As demands for real-time computer vision applications increase, implementations on alternative architectures have been explored. These architectures include Field-Programmable Gate Arrays (FPGAs), which offer a high degree of flexibility and parallelism. A problem with this is that many computer vision algorithms have been optimized for serial processing, and this often does not map well to FPGA implementation. This thesis introduces the concept of FPGA-tailored computer vision algorithms, particularly on a stream processing mode. Case studies on FPGA implementations of standard corner detections (Harris, FAST and SUSAN) were carried out and analyzed to highlight the differences between hardware and software. Through this analysis, it was observed that an efficient software algorithm may not retain its speed advantage in the hardware domain. In fact, algorithms that are slower in software, can achieve comparable or faster performance in the hardware domain with the appropriate implementation compared to algorithms optimized for serial processing. Other observations include the optimization goals for FPGA implementation, the opportunities present in FPGAs that can be exploited, and properties of algorithms that are suitable and unsuitable for FPGA implementation. The outcome is a set of guidelines and principles for an FPGA-tailored algorithm. This information is then used in the design of a face detection algorithm optimized for FPGA implementation. This algorithm was deliberately designed to use operations suitable for FPGAs, based on the insights gained from the corner detection case studies.
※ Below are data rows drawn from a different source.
//! Driving the parser from a byte stream.

use alloc::{vec, vec::Vec};
use std::io::{self, Read};

use bstr::ByteSlice;

use crate::{Handler, ParserError, Status, StreamingParser};

/// Bytes requested from the reader per read.
pub const DEFAULT_CHUNK_SIZE: usize = 64 * 1024;

/// Longest UTF-8 sequence; a chunk must hold one.
const MIN_CHUNK_SIZE: usize = 4;

#[derive(thiserror::Error, Debug)]
pub enum ReadError {
    #[error(transparent)]
    Io(#[from] io::Error),
    #[error(transparent)]
    Parse(#[from] ParserError),
    #[error("invalid UTF-8 at byte {offset}")]
    InvalidUtf8 { offset: u64 },
}

/// Feeds a [`StreamingParser`] from a [`Read`] source.
///
/// UTF-8 sequences split across reads are reassembled. The reader keeps its
/// state when a handler stops the parse, so a later [`XmlReader::drive`]
/// continues with no bytes lost.
#[derive(Debug)]
pub struct XmlReader<R> {
    reader: R,
    buf: Vec<u8>,
    /// Leading bytes of `buf` holding an incomplete sequence.
    carry: usize,
    /// Stream offset of `buf[0]`.
    offset: u64,
}

impl<R: Read> XmlReader<R> {
    pub fn new(reader: R) -> Self {
        Self::with_chunk_size(reader, DEFAULT_CHUNK_SIZE)
    }

    pub fn with_chunk_size(reader: R, chunk_size: usize) -> Self {
        Self {
            reader,
            buf: vec![0; chunk_size.max(MIN_CHUNK_SIZE)],
            carry: 0,
            offset: 0,
        }
    }

    /// Read and parse until end of input or until the handler stops.
    ///
    /// Returns [`Status::NeedMore`] at end of input; call
    /// [`StreamingParser::finish`] next.
    ///
    /// # Errors
    ///
    /// I/O failures, syntax errors, and invalid UTF-8. A sequence left
    /// incomplete at end of input counts as invalid.
    pub fn drive<H: Handler + ?Sized>(
        &mut self,
        parser: &mut StreamingParser,
        handler: &mut H,
    ) -> Result<Status, ReadError> {
        if parser.is_stopped() && parser.resume(handler)? == Status::Stopped {
            return Ok(Status::Stopped);
        }

        loop {
            let n = match self.reader.read(&mut self.buf[self.carry..]) {
                Ok(n) => n,
                Err(err) if err.kind() == io::ErrorKind::Interrupted => continue,
                Err(err) => return Err(err.into()),
            };
            if n == 0 {
                if self.carry > 0 {
                    return Err(ReadError::InvalidUtf8 { offset: self.offset });
                }
                return Ok(Status::NeedMore);
            }

            let filled = self.carry + n;
            let valid = match self.buf[..filled].to_str() {
                Ok(_) => filled,
                Err(err) if err.error_len().is_none() => err.valid_up_to(),
                Err(err) => {
                    return Err(ReadError::InvalidUtf8 {
                        offset: self.offset + err.valid_up_to() as u64,
                    });
                }
            };
            let status = match self.buf[..valid].to_str() {
                Ok(text) => parser.feed(text, handler)?,
                Err(err) => {
                    return Err(ReadError::InvalidUtf8 {
                        offset: self.offset + err.valid_up_to() as u64,
                    });
                }
            };

            self.buf.copy_within(valid..filled, 0);
            self.carry = filled - valid;
            self.offset += valid as u64;
            if status == Status::Stopped {
                return Ok(Status::Stopped);
            }
        }
    }

    pub fn into_inner(self) -> R {
        self.reader
    }
}

/// Parse everything `reader` yields with default chunking.
///
/// # Errors
///
/// As for [`XmlReader::drive`].
pub fn parse_reader<R: Read, H: Handler + ?Sized>(
    reader: R,
    parser: &mut StreamingParser,
    handler: &mut H,
) -> Result<Status, ReadError> {
    XmlReader::new(reader).drive(parser, handler)
}

#[cfg(test)]
mod tests {
    use alloc::{string::String, sync::Arc, vec::Vec};
    use core::ops::ControlFlow;

    use super::*;
    use crate::{Element, ElementsNamed, ParserOptions, StopAfter};

    /// Hands out at most `step` bytes per read.
    struct Trickle<'a> {
        data: &'a [u8],
        step: usize,
    }

    impl Read for Trickle<'_> {
        fn read(&mut self, out: &mut [u8]) -> io::Result<usize> {
            let n = self.step.min(out.len()).min(self.data.len());
            out[..n].copy_from_slice(&self.data[..n]);
            self.data = &self.data[n..];
            Ok(n)
        }
    }

    fn glosses(xml: &str, chunk: usize, step: usize) -> Vec<String> {
        let mut out = Vec::new();
        let mut handler = ElementsNamed::new("gloss", |e: Arc<Element>| {
            out.push(e.text());
            ControlFlow::Continue(())
        });
        let mut parser = StreamingParser::new(ParserOptions::default());
        let mut reader = XmlReader::with_chunk_size(Trickle { data: xml.as_bytes(), step }, chunk);
        assert_eq!(reader.drive(&mut parser, &mut handler).unwrap(), Status::NeedMore);
        parser.finish().unwrap();
        out
    }

    #[test]
    fn reassembles_split_sequences() {
        let xml = "<s><gloss>猫</gloss><gloss>ねこ😺</gloss></s>";
        for (chunk, step) in [(4, 1), (4, 3), (5, 2), (7, 7), (DEFAULT_CHUNK_SIZE, 1024)] {
            assert_eq!(glosses(xml, chunk, step), ["猫", "ねこ😺"], "chunk {chunk} step {step}");
        }
    }

    #[test]
    fn rejects_invalid_and_truncated_input() {
        let mut parser = StreamingParser::default();
        let mut handler = crate::Collector::default();
        let err = parse_reader(&b"<a>\xff</a>"[..], &mut parser, &mut handler).unwrap_err();
        assert!(matches!(err, ReadError::InvalidUtf8 { offset: 3 }));

        let mut parser = StreamingParser::default();
        let err = parse_reader(&b"<a>\xe7\x8c"[..], &mut parser, &mut handler).unwrap_err();
        assert!(matches!(err, ReadError::InvalidUtf8 { offset: 3 }));
    }

    #[test]
    fn drive_continues_after_stop() {
        let xml = "<r><e>1</e><e>2</e><e>3</e></r>";
        let mut parser = StreamingParser::new(ParserOptions {
            skip_root: true,
            ..Default::default()
        });
        let mut reader = XmlReader::with_chunk_size(xml.as_bytes(), 6);

        let mut first = StopAfter::new(crate::Collector::default(), "e", 1);
        assert_eq!(reader.drive(&mut parser, &mut first).unwrap(), Status::Stopped);

        let mut rest = crate::Collector::default();
        assert_eq!(reader.drive(&mut parser, &mut rest).unwrap(), Status::NeedMore);
        parser.finish().unwrap();

        let count = |events: &[crate::ParseEvent]| {
            events
                .iter()
                .filter(|e| matches!(e, crate::ParseEvent::Element(e) if &*e.name == "e"))
                .count()
        };
        assert_eq!(count(first.into_inner().events()), 1);
        assert_eq!(count(rest.events()), 2);
    }
}
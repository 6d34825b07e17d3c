use std::path::PathBuf;

use anyhow::{Context, Result};

use league_dash::demo;

fn main() -> Result<()> {
    let db_path = parse_db_path_arg()
        .or_else(|| std::env::var("DASH_SQLITE_PATH").ok().map(PathBuf::from))
        .context("pass --db=<path> or set DASH_SQLITE_PATH")?;

    demo::seed(&db_path)?;

    println!("Demo league written");
    println!("DB: {}", db_path.display());
    println!("Run with DASH_SQLITE_PATH={}", db_path.display());
    Ok(())
}

fn parse_db_path_arg() -> Option<PathBuf> {
    let args = std::env::args().skip(1).collect::<Vec<_>>();
    for (idx, arg) in args.iter().enumerate() {
        if let Some(path) = arg.strip_prefix("--db=") {
            let trimmed = path.trim();
            if !trimmed.is_empty() {
                return Some(PathBuf::from(trimmed));
            }
        }
        if arg == "--db" {
            let Some(next) = args.get(idx + 1) else {
                continue;
            };
            if !next.trim().is_empty() {
                return Some(PathBuf::from(next));
            }
        }
    }
    None
}
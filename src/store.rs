use std::fmt;
use std::path::Path;

use log::debug;
use postgres::types::Type;
use postgres::{Client, NoTls};
use rusqlite::types::ValueRef;
use rusqlite::{Connection, OpenFlags};
use serde::{Deserialize, Serialize};
use thiserror::Error;

use crate::config::{DataSource, PgCredentials};

/// The fixed read statements the dashboard issues. Nothing else is ever sent.
#[derive(Debug, Clone, Copy, PartialEq, Eq)]
pub enum Statement {
    AllTeams,
    AllMatches,
    BaseTableNames,
}

impl Statement {
    pub fn name(self) -> &'static str {
        match self {
            Statement::AllTeams => "select-all-teams",
            Statement::AllMatches => "select-all-matches",
            Statement::BaseTableNames => "select-base-table-names",
        }
    }

    fn postgres_sql(self) -> &'static str {
        match self {
            Statement::AllTeams => "SELECT * FROM teams",
            Statement::AllMatches => "SELECT * FROM matches",
            Statement::BaseTableNames => {
                "SELECT table_name::text FROM information_schema.tables \
                 WHERE table_schema = 'public' AND table_type = 'BASE TABLE'"
            }
        }
    }

    fn sqlite_sql(self) -> &'static str {
        match self {
            Statement::AllTeams => "SELECT * FROM teams",
            Statement::AllMatches => "SELECT * FROM matches",
            Statement::BaseTableNames => {
                "SELECT name FROM sqlite_master WHERE type = 'table' AND name NOT LIKE 'sqlite_%'"
            }
        }
    }
}

#[derive(Debug, Clone, PartialEq, Serialize, Deserialize)]
pub enum Value {
    Null,
    Bool(bool),
    Int(i64),
    Float(f64),
    Text(String),
}

impl Value {
    /// Integral floats narrow to ints; nullable integer columns often come
    /// back as DOUBLE PRECISION. Fractional values are rejected.
    pub fn as_i64(&self) -> Option<i64> {
        match self {
            Value::Int(v) => Some(*v),
            Value::Bool(v) => Some(i64::from(*v)),
            Value::Float(v)
                if v.is_finite()
                    && v.fract() == 0.0
                    && *v >= i64::MIN as f64
                    && *v < i64::MAX as f64 =>
            {
                Some(*v as i64)
            }
            _ => None,
        }
    }

    /// Integers widen to floats; monetary columns are often stored as BIGINT.
    pub fn as_f64(&self) -> Option<f64> {
        match self {
            Value::Float(v) => Some(*v),
            Value::Int(v) => Some(*v as f64),
            _ => None,
        }
    }

    pub fn as_bool(&self) -> Option<bool> {
        match self {
            Value::Bool(v) => Some(*v),
            Value::Int(0) => Some(false),
            Value::Int(1) => Some(true),
            _ => None,
        }
    }

    pub fn as_str(&self) -> Option<&str> {
        match self {
            Value::Text(v) => Some(v.as_str()),
            _ => None,
        }
    }

    pub fn is_null(&self) -> bool {
        matches!(self, Value::Null)
    }

    pub fn kind(&self) -> &'static str {
        match self {
            Value::Null => "null",
            Value::Bool(_) => "bool",
            Value::Int(_) => "int",
            Value::Float(_) => "float",
            Value::Text(_) => "text",
        }
    }
}

impl fmt::Display for Value {
    fn fmt(&self, f: &mut fmt::Formatter<'_>) -> fmt::Result {
        match self {
            Value::Null => write!(f, ""),
            Value::Bool(v) => write!(f, "{v}"),
            Value::Int(v) => write!(f, "{v}"),
            Value::Float(v) => write!(f, "{v}"),
            Value::Text(v) => write!(f, "{v}"),
        }
    }
}

pub type Row = Vec<Value>;

#[derive(Debug, Clone, Default, PartialEq, Serialize, Deserialize)]
pub struct ResultSet {
    pub columns: Vec<String>,
    pub rows: Vec<Row>,
}

impl ResultSet {
    pub fn len(&self) -> usize {
        self.rows.len()
    }

    pub fn is_empty(&self) -> bool {
        self.rows.is_empty()
    }
}

#[derive(Debug, Error)]
pub enum StoreError {
    #[error("cannot connect to {target}: {message}")]
    Connection { target: String, message: String },
    #[error("{statement} failed: {message}")]
    Query {
        statement: &'static str,
        message: String,
    },
    #[error("{statement}: column `{column}` has unsupported type {type_name}")]
    UnsupportedType {
        statement: &'static str,
        column: String,
        type_name: String,
    },
}

#[derive(Debug, Clone, PartialEq, Error)]
pub enum DecodeError {
    #[error("{table} row {row}: expected {expected} columns, found {found}")]
    Width {
        table: &'static str,
        row: usize,
        expected: usize,
        found: usize,
    },
    #[error("{table} row {row}: column `{column}` expected {expected}, found {found}")]
    Field {
        table: &'static str,
        row: usize,
        column: &'static str,
        expected: &'static str,
        found: &'static str,
    },
}

/// Positional accessor over one raw row.
pub struct RowReader<'a> {
    table: &'static str,
    index: usize,
    row: &'a [Value],
}

impl<'a> RowReader<'a> {
    pub fn new(
        table: &'static str,
        index: usize,
        row: &'a [Value],
        width: usize,
    ) -> Result<Self, DecodeError> {
        if row.len() != width {
            return Err(DecodeError::Width {
                table,
                row: index,
                expected: width,
                found: row.len(),
            });
        }
        Ok(Self { table, index, row })
    }

    fn mismatch(&self, pos: usize, column: &'static str, expected: &'static str) -> DecodeError {
        DecodeError::Field {
            table: self.table,
            row: self.index,
            column,
            expected,
            found: self.row[pos].kind(),
        }
    }

    pub fn int(&self, pos: usize, column: &'static str) -> Result<i64, DecodeError> {
        self.row[pos]
            .as_i64()
            .ok_or_else(|| self.mismatch(pos, column, "int"))
    }

    pub fn opt_int(&self, pos: usize, column: &'static str) -> Result<Option<i64>, DecodeError> {
        if self.row[pos].is_null() {
            return Ok(None);
        }
        self.int(pos, column).map(Some)
    }

    pub fn float(&self, pos: usize, column: &'static str) -> Result<f64, DecodeError> {
        self.row[pos]
            .as_f64()
            .ok_or_else(|| self.mismatch(pos, column, "number"))
    }

    pub fn text(&self, pos: usize, column: &'static str) -> Result<String, DecodeError> {
        self.row[pos]
            .as_str()
            .map(str::to_string)
            .ok_or_else(|| self.mismatch(pos, column, "text"))
    }

    pub fn flag(&self, pos: usize, column: &'static str) -> Result<bool, DecodeError> {
        self.row[pos]
            .as_bool()
            .ok_or_else(|| self.mismatch(pos, column, "bool"))
    }
}

/// Runs one statement per call against a freshly opened connection.
///
/// Connections are owned by the call frame, so they are closed on every
/// return path, including errors.
#[derive(Debug, Clone)]
pub struct QueryExecutor {
    source: DataSource,
}

impl QueryExecutor {
    pub fn new(source: DataSource) -> Self {
        Self { source }
    }

    pub fn source(&self) -> &DataSource {
        &self.source
    }

    pub fn execute_query(&self, statement: Statement) -> Result<ResultSet, StoreError> {
        debug!("executing {} against {}", statement.name(), self.source.label());
        let result = match &self.source {
            DataSource::Postgres(creds) => run_postgres(creds, statement),
            DataSource::Sqlite(path) => run_sqlite(path, statement),
        }?;
        debug!("{} returned {} rows", statement.name(), result.len());
        Ok(result)
    }
}

fn run_postgres(creds: &PgCredentials, statement: Statement) -> Result<ResultSet, StoreError> {
    let mut client = Client::connect(&creds.connection_string(), NoTls).map_err(|err| {
        StoreError::Connection {
            target: format!("{}:{}/{}", creds.host, creds.port, creds.database),
            message: err.to_string(),
        }
    })?;

    let query_err = |err: postgres::Error| StoreError::Query {
        statement: statement.name(),
        message: err.to_string(),
    };
    let prepared = client.prepare(statement.postgres_sql()).map_err(query_err)?;
    let columns: Vec<String> = prepared
        .columns()
        .iter()
        .map(|c| c.name().to_string())
        .collect();
    let rows = client.query(&prepared, &[]).map_err(query_err)?;

    let mut out = Vec::with_capacity(rows.len());
    for row in &rows {
        let mut values = Vec::with_capacity(row.len());
        for (idx, column) in row.columns().iter().enumerate() {
            values.push(pg_value(row, idx, column.type_(), statement, column.name())?);
        }
        out.push(values);
    }

    if let Err(err) = client.close() {
        debug!("closing postgres connection: {err}");
    }

    Ok(ResultSet { columns, rows: out })
}

fn pg_value(
    row: &postgres::Row,
    idx: usize,
    ty: &Type,
    statement: Statement,
    column: &str,
) -> Result<Value, StoreError> {
    let decode_err = |err: postgres::Error| StoreError::Query {
        statement: statement.name(),
        message: format!("decode column `{column}`: {err}"),
    };

    let value = if *ty == Type::BOOL {
        row.try_get::<_, Option<bool>>(idx)
            .map_err(decode_err)?
            .map(Value::Bool)
    } else if *ty == Type::INT2 {
        row.try_get::<_, Option<i16>>(idx)
            .map_err(decode_err)?
            .map(|v| Value::Int(i64::from(v)))
    } else if *ty == Type::INT4 {
        row.try_get::<_, Option<i32>>(idx)
            .map_err(decode_err)?
            .map(|v| Value::Int(i64::from(v)))
    } else if *ty == Type::INT8 {
        row.try_get::<_, Option<i64>>(idx)
            .map_err(decode_err)?
            .map(Value::Int)
    } else if *ty == Type::FLOAT4 {
        row.try_get::<_, Option<f32>>(idx)
            .map_err(decode_err)?
            .map(|v| Value::Float(f64::from(v)))
    } else if *ty == Type::FLOAT8 {
        row.try_get::<_, Option<f64>>(idx)
            .map_err(decode_err)?
            .map(Value::Float)
    } else if [Type::TEXT, Type::VARCHAR, Type::BPCHAR, Type::NAME].contains(ty) {
        row.try_get::<_, Option<String>>(idx)
            .map_err(decode_err)?
            .map(Value::Text)
    } else {
        return Err(StoreError::UnsupportedType {
            statement: statement.name(),
            column: column.to_string(),
            type_name: ty.name().to_string(),
        });
    };
    Ok(value.unwrap_or(Value::Null))
}

fn run_sqlite(path: &Path, statement: Statement) -> Result<ResultSet, StoreError> {
    // Read-only, and without CREATE: a missing file is a connection failure,
    // not a fresh empty database.
    let conn = Connection::open_with_flags(
        path,
        OpenFlags::SQLITE_OPEN_READ_ONLY | OpenFlags::SQLITE_OPEN_NO_MUTEX,
    )
    .map_err(|err| StoreError::Connection {
        target: path.display().to_string(),
        message: err.to_string(),
    })?;

    let query_err = |err: rusqlite::Error| StoreError::Query {
        statement: statement.name(),
        message: err.to_string(),
    };

    let result = {
        let mut stmt = conn.prepare(statement.sqlite_sql()).map_err(query_err)?;
        let columns: Vec<String> = stmt.column_names().iter().map(|c| c.to_string()).collect();
        let width = columns.len();

        let mut rows = stmt.query([]).map_err(query_err)?;
        let mut out = Vec::new();
        while let Some(row) = rows.next().map_err(query_err)? {
            let mut values = Vec::with_capacity(width);
            for idx in 0..width {
                let value = match row.get_ref(idx).map_err(query_err)? {
                    ValueRef::Null => Value::Null,
                    ValueRef::Integer(v) => Value::Int(v),
                    ValueRef::Real(v) => Value::Float(v),
                    ValueRef::Text(bytes) => {
                        Value::Text(String::from_utf8_lossy(bytes).into_owned())
                    }
                    ValueRef::Blob(_) => {
                        return Err(StoreError::UnsupportedType {
                            statement: statement.name(),
                            column: columns[idx].clone(),
                            type_name: "BLOB".to_string(),
                        });
                    }
                };
                values.push(value);
            }
            out.push(values);
        }
        ResultSet { columns, rows: out }
    };

    if let Err((_, err)) = conn.close() {
        debug!("closing sqlite connection: {err}");
    }
    Ok(result)
}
The result is a face detection algorithm that is unattractive as a software implementation, but is a reasonable choice as an FPGA implementation. The FPGA implementation of this algorithm achieves high theoretical framerates, and is implementable on a low-cost, low-end FPGA development board. This implementation is also competitive with FPGA implementations of the software-optimized Viola-Jones algorithm, especially on lower-end devices.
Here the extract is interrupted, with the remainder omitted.